2.3 Study Populations and Identification of Treatment Cohorts

Patients were assigned into cohorts based only on whether they received surgery or medical therapy. Specifically, each individual with acromegaly was categorized into two mutually exclusive cohorts based on whether they received (1) tumor resection surgery (see Sect. 6 for procedure codes) with/without medical therapy (surgical therapy cohort) or (2) medical therapy without surgery (medical therapy cohort). Medical therapy included somatostatin analog treatment (i.e., lanreotide depot, octreotide, octreotide long-acting release [LAR], growth hormone receptor antagonists [i.e., pegvisomant], and dopamine agonists [bromocriptine and cabergoline]).

2.4 Study Measures

Study measures included demographic characteristics comprising age, sex, plan type, and US geographic region (northeast, midwest, south, and west) assessed as of the index date. The prevalence of acromegaly-related comorbidities in the baseline and post-index periods was derived using claims dated during 6 months prior to and 12 months after the index date, respectively. The comorbidities of interest included visual-field defects, hypopituitarism, osteoarthritis, arthropathy/arthralgia/synovitis, kyphosis and scoliosis, vertebral fracture, carpal tunnel syndrome, myopathy/myalgia, hypertension, cardiomyopathy, cardiac hypertrophy, heart failure, valvular heart disease, cardiac dysrhythmia/arrhythmia, nasal polyps, sleep apnea, diabetes, galactorrhea, menstrual abnormality, impaired libido/impotence, colon polyp, and hyperhidrosis.

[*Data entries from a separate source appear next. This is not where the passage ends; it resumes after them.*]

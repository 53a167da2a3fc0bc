//! Common test utilities for integration tests

#![allow(dead_code)]

use std::collections::BTreeMap;

use chrono::{DateTime, Duration, Utc};
use tempfile::TempDir;
use trydo::{ItemId, ListFile, MemoryPreferences, Reminder, ReminderScheduler, Store};

/// A call received by [`RecordingScheduler`]
#[derive(Debug, Clone, PartialEq, Eq)]
pub enum Call {
    Schedule(ItemId),
    Cancel(ItemId),
}

/// Scheduler that records every call and tracks live reminders
#[derive(Debug, Default)]
pub struct RecordingScheduler {
    pub calls: Vec<Call>,
    pub live: BTreeMap<ItemId, Reminder>,
}

impl RecordingScheduler {
    pub fn new() -> Self {
        Self::default()
    }

    pub fn schedules_for(&self, id: ItemId) -> usize {
        self.calls
            .iter()
            .filter(|call| **call == Call::Schedule(id))
            .count()
    }

    pub fn cancels_for(&self, id: ItemId) -> usize {
        self.calls
            .iter()
            .filter(|call| **call == Call::Cancel(id))
            .count()
    }

    pub fn clear_calls(&mut self) {
        self.calls.clear();
    }
}

impl ReminderScheduler for RecordingScheduler {
    fn schedule(&mut self, reminder: Reminder) {
        self.calls.push(Call::Schedule(reminder.id));
        self.live.insert(reminder.id, reminder);
    }

    fn cancel(&mut self, id: ItemId) {
        self.calls.push(Call::Cancel(id));
        self.live.remove(&id);
    }
}

pub type TestStore = Store<MemoryPreferences, RecordingScheduler>;

/// Create a store over a temporary list file and fresh preferences
pub fn get_test_store() -> (TestStore, TempDir) {
    let dir = TempDir::new().unwrap();
    let store = open_test_store(&dir, MemoryPreferences::new());
    (store, dir)
}

/// Open a store in `dir` with the given preferences
pub fn open_test_store(dir: &TempDir, preferences: MemoryPreferences) -> TestStore {
    Store::load(
        ListFile::new(dir.path().join("Lists.toml")),
        preferences,
        RecordingScheduler::new(),
    )
}

pub fn in_one_hour() -> DateTime<Utc> {
    Utc::now() + Duration::hours(1)
}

Treatment patterns during the 12 months following the index date were also assessed. Measures of interest included tumor resection surgery, stereotactic radiotherapy, and medical therapy. Treatment sequence in terms of first-line and second-line treatments in the 12-month post-index period was assessed. First-line treatment patterns included tumor resection surgery and medical therapy. For individuals who received tumor resection surgery as the first-line treatment, subsequent treatment patterns were examined, including both medical therapy and no further treatment. For patients who received medical therapy as the first-line treatment, subsequent treatment patterns were examined, including no second-line therapy (i.e., patients who either continued to use the initial drug or completely discontinued its use throughout the 12-month post-index period), add-on, switching, and tumor resection surgery. Add-on was defined as adding another drug to the initial drug, and switching referred to discontinuing the initial drug and starting another drug.

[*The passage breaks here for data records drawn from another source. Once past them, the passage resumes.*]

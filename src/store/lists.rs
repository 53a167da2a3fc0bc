//! List operations on the store

use tracing::debug;

use super::Store;
use crate::error::StoreError;
use crate::model::List;
use crate::preferences::Preferences;
use crate::reminder::ReminderScheduler;
use crate::validation::require_text;

impl<P: Preferences, S: ReminderScheduler> Store<P, S> {
    /// Append a new empty list
    ///
    /// # Returns
    /// The new list; its index is `lists().len() - 1`
    pub fn add_list(&mut self, name: &str) -> Result<&List, StoreError> {
        require_text(name)?;
        self.lists.push(List::new(name));
        let index = self.lists.len() - 1;
        debug!(index, name, "Added list");
        Ok(&self.lists[index])
    }

    /// Rename the list at `index`
    pub fn rename_list(&mut self, index: usize, name: &str) -> Result<&List, StoreError> {
        require_text(name)?;
        let len = self.lists.len();
        let list = self
            .lists
            .get_mut(index)
            .ok_or(StoreError::ListOutOfRange { index, len })?;
        list.set_name(name);
        Ok(list)
    }

    /// Delete the list at `index`
    ///
    /// Every item's reminder is cancelled before the list leaves the store.
    /// The selection follows the list it pointed at: removing the selected
    /// list clears it, removing one above it shifts it down by one.
    ///
    /// # Returns
    /// The removed list, emptied of its items
    pub fn remove_list(&mut self, index: usize) -> Result<List, StoreError> {
        let len = self.lists.len();
        let list = self
            .lists
            .get_mut(index)
            .ok_or(StoreError::ListOutOfRange { index, len })?;
        let cancelled = list.clear_items(&mut self.scheduler);
        debug!(index, items = cancelled.len(), "Removing list");
        let removed = self.lists.remove(index);

        let selected = self.selected_list_index();
        if let Ok(selected) = usize::try_from(selected) {
            if selected == index {
                self.clear_selection();
            } else if index < selected {
                self.set_selected_list_index(selected as i64 - 1);
            }
        }
        Ok(removed)
    }
}

#[cfg(test)]
mod tests {
    use crate::error::StoreError;
    use crate::preferences::MemoryPreferences;
    use crate::reminder::PendingReminders;
    use crate::storage::ListFile;
    use crate::store::Store;
    use chrono::{Duration, Utc};
    use tempfile::TempDir;

    fn new_store(dir: &TempDir) -> Store<MemoryPreferences, PendingReminders> {
        Store::load(
            ListFile::new(dir.path().join("Lists.toml")),
            MemoryPreferences::new(),
            PendingReminders::new(),
        )
    }

    #[test]
    fn test_add_and_rename_list() {
        let dir = TempDir::new().unwrap();
        let mut store = new_store(&dir);

        store.add_list("Work").unwrap();
        assert_eq!(store.lists().len(), 2);

        let renamed = store.rename_list(1, "Office").unwrap();
        assert_eq!(renamed.name(), "Office");
    }

    #[test]
    fn test_blank_list_names_are_rejected() {
        let dir = TempDir::new().unwrap();
        let mut store = new_store(&dir);

        assert_eq!(store.add_list("").unwrap_err(), StoreError::EmptyText);
        assert_eq!(store.rename_list(0, " ").unwrap_err(), StoreError::EmptyText);
        assert_eq!(store.lists()[0].name(), "List");
    }

    #[test]
    fn test_duplicate_list_names_allowed() {
        let dir = TempDir::new().unwrap();
        let mut store = new_store(&dir);

        store.add_list("List").unwrap();
        assert_eq!(store.lists().len(), 2);
        assert_eq!(store.lists()[0].name(), store.lists()[1].name());
    }

    #[test]
    fn test_remove_list_cancels_item_reminders() {
        let dir = TempDir::new().unwrap();
        let mut store = new_store(&dir);
        let due = Utc::now() + Duration::hours(1);

        store.add_item(0, "A", true, due).unwrap();
        store.add_item(0, "B", false, due).unwrap();
        store.add_list("Keep").unwrap();
        store.add_item(1, "C", true, due).unwrap();
        assert_eq!(store.scheduler().len(), 2);

        let removed = store.remove_list(0).unwrap();
        assert_eq!(removed.name(), "List");
        assert!(removed.is_empty());
        assert_eq!(store.lists().len(), 1);
        assert_eq!(store.lists()[0].name(), "Keep");
        assert_eq!(store.scheduler().len(), 1);
        assert!(store.scheduler().get(2).is_some());
    }

    #[test]
    fn test_remove_list_shifts_selection_below_it() {
        let dir = TempDir::new().unwrap();
        let mut store = new_store(&dir);
        store.add_list("Work").unwrap();
        store.add_list("Home").unwrap();
        store.set_selected_list_index(2);

        store.remove_list(1).unwrap();
        assert_eq!(store.selected_list_index(), 1);
        assert_eq!(store.selected_list().unwrap().1.name(), "Home");

        // Removing a list after the selection leaves it alone
        store.add_list("Later").unwrap();
        store.remove_list(2).unwrap();
        assert_eq!(store.selected_list_index(), 1);
    }

    #[test]
    fn test_remove_list_out_of_range() {
        let dir = TempDir::new().unwrap();
        let mut store = new_store(&dir);

        assert_eq!(
            store.remove_list(1).unwrap_err(),
            StoreError::ListOutOfRange { index: 1, len: 1 }
        );
    }
}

HRU measures included inpatient hospitalization, emergency room (ER) visits, outpatient visits, physician office visits, and the use of specialty care (i.e., endocrinologist, neurosurgeon, or oncologist visits). These measures were assessed for both the 6-month pre-index and 12-month post-index periods. Monthly total healthcare costs were assessed during the 6-month pre-index and 12-month post-index periods. The cost categories included inpatient, outpatient, and pharmacy costs. All-cause and acromegaly-associated healthcare costs were estimated. Since the index date was set as the date of the initial diagnosis of the new episode of acromegaly, the acromegaly-associated healthcare costs could be captured only during the post-index period. Acromegaly-associated healthcare costs were defined as costs recorded on medical claims with at least one ICD-9-CM diagnosis code suggesting acromegaly (253.0), or costs reported on pharmacy claims with acromegaly-associated medical therapy including somatostatin analogs, growth hormone receptor antagonists, and dopamine agonists. As individuals entered and exited the study during different years, cost measures were standardized to $US, year 2011 values, using inflationary factors [14]. A total cost perspective, which included both healthcare payments plus any patient copayments/deductibles, was used for this analysis. To standardize cost comparisons, since the duration of pre-index and post-index periods differed, we reported healthcare costs on a monthly, rather than annual, basis.

2.5 Data Analyses

Descriptive analyses were conducted, and means and standard deviations (SDs) were reported for continuous variables in demographic characteristics and HRU. Percentages were reported for categorical variables in demographics, clinical characteristics, and HRU. Frequency distributions with percentages were reported for treatment sequences.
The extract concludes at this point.